(Records from a collection)
-----

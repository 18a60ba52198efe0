// Copyright (c) 2025 Kirky.X
//
// Licensed under the MIT License
// See LICENSE file in the project root for full license information.

use tracing_subscriber::{layer::SubscriberExt, util::SubscriberInitExt};

/// 初始化日志
///
/// `RUST_LOG` 控制过滤级别，`LOG_FORMAT=json` 时输出JSON格式
pub fn init_telemetry() {
    let filter = tracing_subscriber::EnvFilter::try_from_default_env()
        .unwrap_or_else(|_| "info,workflow_webhook=debug".into());
    let json = std::env::var("LOG_FORMAT").is_ok_and(|f| f.eq_ignore_ascii_case("json"));

    let registry = tracing_subscriber::registry().with(filter);
    if json {
        registry.with(tracing_subscriber::fmt::layer().json()).init();
    } else {
        registry.with(tracing_subscriber::fmt::layer()).init();
    }
}
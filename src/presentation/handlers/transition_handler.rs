// Copyright (c) 2025 Kirky.X
//
// Licensed under the MIT License
// See LICENSE file in the project root for full license information.

use crate::application::dto::transition_request::{
    DispatchResultDto, TransitionNotificationDto, TransitionNotificationResponseDto,
};
use crate::infrastructure::services::message_queue::MessageQueue;
use crate::presentation::errors::{AppError, RequestError};
use crate::presentation::state::AppState;
use axum::{Extension, Json};
use std::sync::Arc;
use tracing::info;
use validator::Validate;

/// 流转完成通知处理器
///
/// 为通知中的每个条目发送Webhook。单个条目失败只体现在结果中，
/// 整个请求仍然返回200。
pub async fn handle_transition(
    Extension(state): Extension<Arc<AppState>>,
    Json(request): Json<TransitionNotificationDto>,
) -> Result<Json<TransitionNotificationResponseDto>, AppError> {
    // 验证请求参数
    if let Err(errors) = request.validate() {
        return Err(RequestError::Validation(errors.to_string()).into());
    }

    let (event, config) = request.into_parts();
    info!(
        "Transition on {} to {} for {} item(s)",
        event.context_key,
        event.to_stage_name,
        event.item_ids.len()
    );

    let messages = Arc::new(MessageQueue::new());
    let results = state
        .dispatcher(messages.clone())
        .dispatch(&event, &config)
        .await;

    Ok(Json(TransitionNotificationResponseDto {
        results: results.into_iter().map(DispatchResultDto::from).collect(),
        messages: messages.drain(),
    }))
}
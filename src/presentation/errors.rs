// Copyright (c) 2025 Kirky.X
//
// Licensed under the MIT License
// See LICENSE file in the project root for full license information.

use axum::{
    http::StatusCode,
    response::{IntoResponse, Response},
    Json,
};
use serde_json::json;
use thiserror::Error;

/// 请求错误
#[derive(Error, Debug)]
pub enum RequestError {
    #[error("Validation error: {0}")]
    Validation(String),
}

/// 应用错误类型
///
/// 封装所有可能的应用层错误，提供统一的错误处理接口
#[derive(Debug)]
pub struct AppError(anyhow::Error);

impl IntoResponse for AppError {
    fn into_response(self) -> Response {
        let error_message = self.0.to_string();

        let status = match self.0.downcast_ref::<RequestError>() {
            Some(RequestError::Validation(_)) => StatusCode::BAD_REQUEST,
            None => StatusCode::INTERNAL_SERVER_ERROR,
        };

        let body = Json(json!({ "error": error_message }));
        (status, body).into_response()
    }
}

impl<E> From<E> for AppError
where
    E: Into<anyhow::Error>,
{
    fn from(err: E) -> Self {
        Self(err.into())
    }
}
// Copyright (c) 2025 Kirky.X
//
// Licensed under the MIT License
// See LICENSE file in the project root for full license information.

/// 数据传输对象模块
///
/// 定义流转通知的请求和响应结构
pub mod transition_request;
// Copyright (c) 2025 Kirky.X
//
// Licensed under the MIT License
// See LICENSE file in the project root for full license information.

/// 模板渲染所需的占位符取值
#[derive(Debug, Clone, Default, PartialEq, Eq)]
pub struct TemplateTokens<'a> {
    pub title: &'a str,
    pub user: &'a str,
    pub state: &'a str,
    pub category: &'a str,
}

impl<'a> TemplateTokens<'a> {
    fn pairs(&self) -> [(&'static str, &'a str); 4] {
        [
            ("{TITLE}", self.title),
            ("{USER}", self.user),
            ("{STATE}", self.state),
            ("{CATEGORY}", self.category),
        ]
    }
}

/// 渲染消息模板
///
/// 按 `{TITLE}`、`{USER}`、`{STATE}`、`{CATEGORY}` 的顺序做区分大小写的字面替换。
/// 已替换进去的文本不会再被扫描，因此取值中出现的占位符会原样保留。
pub fn render_template(template: &str, tokens: &TemplateTokens<'_>) -> String {
    let pairs = tokens.pairs();
    let mut out = String::with_capacity(template.len());
    let mut rest = template;

    // Single left-to-right scan: inserted values are never revisited.
    while let Some(start) = rest.find('{') {
        out.push_str(&rest[..start]);
        let tail = &rest[start..];
        match pairs.iter().find(|(key, _)| tail.starts_with(key)) {
            Some((key, value)) => {
                out.push_str(value);
                rest = &tail[key.len()..];
            }
            None => {
                out.push('{');
                rest = &tail[1..];
            }
        }
    }
    out.push_str(rest);
    out
}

-----

Please retype, exactly as written, every line from the line containing "let mut out" through the last line of the records above, including both of those lines, and nothing else.

    let mut out = String::with_capacity(template.len());
    let mut rest = template;

    // Single left-to-right scan: inserted values are never revisited.
    while let Some(start) = rest.find('{') {
        out.push_str(&rest[..start]);
        let tail = &rest[start..];
        match pairs.iter().find(|(key, _)| tail.starts_with(key)) {
            Some((key, value)) => {
                out.push_str(value);
                rest = &tail[key.len()..];
            }
            None => {
                out.push('{');
                rest = &tail[1..];
            }
        }
    }
    out.push_str(rest);
    out
}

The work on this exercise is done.